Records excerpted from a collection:
________________________

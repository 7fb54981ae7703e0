use super::{
    PixelSurface, Tool, ToolKind, ToolOperation, ToolOptions, ToolOutcome, ToolResult, ToolStroke,
};

/// Bucket fill at the released position.
#[derive(Debug, Clone, Copy, PartialEq, Eq, Default)]
pub struct FillTool;

/// Reads the color under the released position into the main color.
#[derive(Debug, Clone, Copy, PartialEq, Eq, Default)]
pub struct PickerTool;

impl Tool for FillTool {
    fn kind(&self) -> ToolKind {
        ToolKind::Fill
    }

    fn outcome(
        &self,
        stroke: &ToolStroke,
        options: &ToolOptions,
        surface: &PixelSurface,
    ) -> ToolResult<ToolOutcome> {
        let (_, at) = stroke.endpoints()?;
        if surface.pixel(at.x, at.y).is_none() {
            return Ok(ToolOutcome::Nothing);
        }
        Ok(ToolOutcome::Apply(ToolOperation::Fill {
            at,
            color: options.main_color,
            tolerance: options.fill_tolerance,
        }))
    }
}

impl Tool for PickerTool {
    fn kind(&self) -> ToolKind {
        ToolKind::Picker
    }

    fn outcome(
        &self,
        stroke: &ToolStroke,
        _options: &ToolOptions,
        surface: &PixelSurface,
    ) -> ToolResult<ToolOutcome> {
        let (_, at) = stroke.endpoints()?;
        Ok(surface
            .pixel(at.x, at.y)
            .map_or(ToolOutcome::Nothing, ToolOutcome::PickColor))
    }
}

#[cfg(test)]
mod tests {
    use super::*;
    use crate::geometry::{Color, Point};

    #[test]
    fn picker_reads_pixel_under_release() {
        let mut surface = PixelSurface::new(4, 4, Color::WHITE).expect("surface");
        surface.put_pixel(2, 3, Color::rgb(1, 2, 3));
        let mut stroke = ToolStroke::begin(ToolKind::Picker, Point::new(0, 0));
        stroke.append(Point::new(2, 3));
        let outcome = PickerTool
            .outcome(&stroke, &ToolOptions::default(), &surface)
            .expect("outcome");
        assert_eq!(outcome, ToolOutcome::PickColor(Color::rgb(1, 2, 3)));
    }

    #[test]
    fn fill_outside_canvas_does_nothing() {
        let surface = PixelSurface::new(4, 4, Color::WHITE).expect("surface");
        let stroke = ToolStroke::begin(ToolKind::Fill, Point::new(-1, 2));
        let outcome = FillTool
            .outcome(&stroke, &ToolOptions::default(), &surface)
            .expect("outcome");
        assert_eq!(outcome, ToolOutcome::Nothing);
    }
}
use crate::config::ConfigError;
use crate::session::SessionError;
use crate::state::StateError;
use crate::storage::StorageError;
use crate::surface::SurfaceError;
use crate::tools::ToolError;
use thiserror::Error;

pub type AppResult<T> = std::result::Result<T, AppError>;

#[derive(Debug, Error)]
pub enum AppError {
    #[error(transparent)]
    State(#[from] StateError),
    #[error(transparent)]
    Surface(#[from] SurfaceError),
    #[error(transparent)]
    Tool(#[from] ToolError),
    #[error(transparent)]
    Session(#[from] SessionError),
    #[error(transparent)]
    Config(#[from] ConfigError),
    #[error(transparent)]
    Storage(#[from] StorageError),
}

________________________

TO DO ::
In the entries above, find each line with the word "released" and return it.

OUTPUT ::
/// Bucket fill at the released position.
/// Reads the color under the released position into the main color.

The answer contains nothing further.